Mrs Lowe was running her fingers along the row, making each gown shimmer. Her fingers paused at one particular gown of pale-blue silk, its length striped with evenly spaced tucks, the skirt decorated with artificial flowers. The décolletée, not as low as some were, had a bertha, a small fichu and epaulettes of cream silk and deep-blue velvet with more artificial flowers. At the waist was a huge bow edged in deep-blue velvet, again not something that flattering to the shorter, plumper figure like Mrs Lowe’s, but again a really lovely thing.

Dora took her cue from the pause. ‘What about the blue silk one, madam?’ she suggested cautiously.

She had learned always to suggest, never to inform. Mrs Lowe might be indecisive about what she should wear, but to be told would immediately put her back up, no doubt because she felt she could be easily belittled. The only times she became set in her views were when she felt put out, such as in her ongoing dislike of Ellie.

Dora thought again of her sister as she helped her mistress prepare for her apparently miserable evening with Doctor Lowe’s colleagues, easing her into the gown, doing up the hooks at the back, making sure the slightly greying hair was dressed nicely, the way she had been taught.

Last week Ellie had written to her, this time with an address. It had been delivered by hand and passed to her by the new housemaid Sarah.

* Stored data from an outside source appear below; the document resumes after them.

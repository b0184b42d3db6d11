use super::types::{ModeChoice, UrlInput};
use tubeq_core::Mode;

pub fn parse_mode_choice(raw: &str) -> ModeChoice {
    match raw.trim() {
        "f" => ModeChoice::Pick(Mode::Full),
        "a" => ModeChoice::Pick(Mode::Audio),
        "q" => ModeChoice::Quit,
        other => ModeChoice::Invalid(other.to_string()),
    }
}

/// Classifies a URL prompt answer. `https` is covered by the `http` prefix.
pub fn classify_url_input(raw: &str) -> UrlInput {
    let input = raw.trim();
    if input.eq_ignore_ascii_case("q") {
        UrlInput::Quit
    } else if input.is_empty() {
        UrlInput::Blank
    } else if input.starts_with("http") {
        UrlInput::Url(input.to_string())
    } else {
        UrlInput::Invalid(input.to_string())
    }
}

#[cfg(test)]
mod tests {
    use super::*;

    #[test]
    fn mode_letters() {
        assert_eq!(parse_mode_choice("f"), ModeChoice::Pick(Mode::Full));
        assert_eq!(parse_mode_choice(" a \n"), ModeChoice::Pick(Mode::Audio));
        assert_eq!(parse_mode_choice("q"), ModeChoice::Quit);
        assert_eq!(parse_mode_choice("x"), ModeChoice::Invalid("x".into()));
        assert_eq!(parse_mode_choice(""), ModeChoice::Invalid(String::new()));
    }

    #[test]
    fn quit_is_case_insensitive() {
        assert_eq!(classify_url_input("q"), UrlInput::Quit);
        assert_eq!(classify_url_input("  Q "), UrlInput::Quit);
    }

    #[test]
    fn blank_and_whitespace_are_blank() {
        assert_eq!(classify_url_input(""), UrlInput::Blank);
        assert_eq!(classify_url_input("   \t"), UrlInput::Blank);
    }

    #[test]
    fn urls_are_trimmed() {
        assert_eq!(
            classify_url_input("  https://youtu.be/abc  "),
            UrlInput::Url("https://youtu.be/abc".into())
        );
        assert_eq!(
            classify_url_input("http://example.com/v"),
            UrlInput::Url("http://example.com/v".into())
        );
    }

    #[test]
    fn everything_else_is_rejected() {
        assert_eq!(
            classify_url_input("youtube.com/watch?v=1"),
            UrlInput::Invalid("youtube.com/watch?v=1".into())
        );
        assert_eq!(classify_url_input("quit"), UrlInput::Invalid("quit".into()));
    }
}
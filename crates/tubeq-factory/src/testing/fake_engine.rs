use crate::dispatcher::{DownloadEngine, EngineError, FetchStatus};
use std::collections::HashMap;
use tubeq_core::DownloadOptions;

/// Records every fetch. Calls listed in `failures` (0-based) fail with the
/// given message, everything else succeeds.
#[derive(Debug, Default)]
pub struct FakeEngine {
    pub calls: Vec<(String, DownloadOptions)>,
    failures: HashMap<usize, String>,
}

impl FakeEngine {
    pub fn succeeding() -> Self {
        Self::default()
    }

    pub fn failing_on(call: usize, message: impl Into<String>) -> Self {
        let mut engine = Self::default();
        engine.failures.insert(call, message.into());
        engine
    }

    pub fn urls(&self) -> Vec<&str> {
        self.calls.iter().map(|(url, _)| url.as_str()).collect()
    }
}

impl DownloadEngine for FakeEngine {
    fn fetch(
        &mut self,
        url: &str,
        options: &DownloadOptions,
        on_status: &mut dyn FnMut(FetchStatus),
    ) -> Result<(), EngineError> {
        let call = self.calls.len();
        self.calls.push((url.to_string(), options.clone()));

        on_status(FetchStatus::Starting);
        if let Some(message) = self.failures.get(&call) {
            return Err(EngineError::Failed {
                status: Some(1),
                message: message.clone(),
            });
        }
        on_status(FetchStatus::Downloading(0.5));
        on_status(FetchStatus::Downloading(1.0));
        Ok(())
    }
}
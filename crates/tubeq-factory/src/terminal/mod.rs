//! Everything the interactive loops need from a terminal, behind one trait.
//!
//! Business logic only ever talks in [`Tone`]s; [`ConsolePrompt`] decides what
//! that looks like on a real TTY.

mod console;
mod style;

pub use console::ConsolePrompt;
pub use style::{style_for, BANNER, DONE_BANNER};

use anyhow::Result;
use indicatif::ProgressBar;
use tubeq_core::Tone;

pub trait Prompt {
    /// Shows `prompt` and returns whatever the user typed, untrimmed.
    fn read_line(&mut self, prompt: &str) -> Result<String>;

    fn say(&mut self, tone: Tone, message: &str);

    fn clear(&mut self) {}

    /// Blocks until the user confirms they have seen the screen.
    fn acknowledge(&mut self, prompt: &str) -> Result<()> {
        self.read_line(prompt).map(|_| ())
    }

    /// Bar used to show per-item download progress, 0..=100.
    fn progress_bar(&self) -> ProgressBar {
        ProgressBar::hidden()
    }
}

‘The gel give me sixpence ter give it ter you only an’ no one else,’ she said, beaming, enjoying the conspiracy. ‘Said she was yer sister.’

The new girl was nice but Mrs Lowe’s diktat that a lady’s maid didn’t fraternize with the lower servants had made it doubly difficult to pass on the letter. But Sarah agreed to post an answer. Florrie might not have done. She no longer worked here, having left not long after Ellie to look after her mother, who had fallen sick following the death of her father. Dora was glad she had gone because after Ellie had left, Florrie had become very full of herself.

The next day Dora wrote Ellie a letter, handed it to Sarah and set herself to wait hopefully for her sister to reply.

Ellie stood back to survey her work. It was finished. It was everything she had envisaged, as if a ghostly hand, perhaps even her mother’s, had guided her brush strokes – the hazel eyes staring out of the canvas straight at the viewer as if defying anyone to try to look down on her.

It had taken several weeks to finish. This one she would frame and take with the other silly little landscapes to display to the public. Would that man Hunnard come by? It was a slim hope. Yet if he did, would he turn up his nose and tell her it was a piece of rubbish? Oddly enough, it was him she had painted it for as much as for herself. The man haunted her just as her paintings did, refusing to be flushed out of her mind. Why did he find the painting he’d bought from her so interesting? She’d only put them out for the public because she had needed money and could only hope someone would buy, but she had never expected someone to practically drool over them.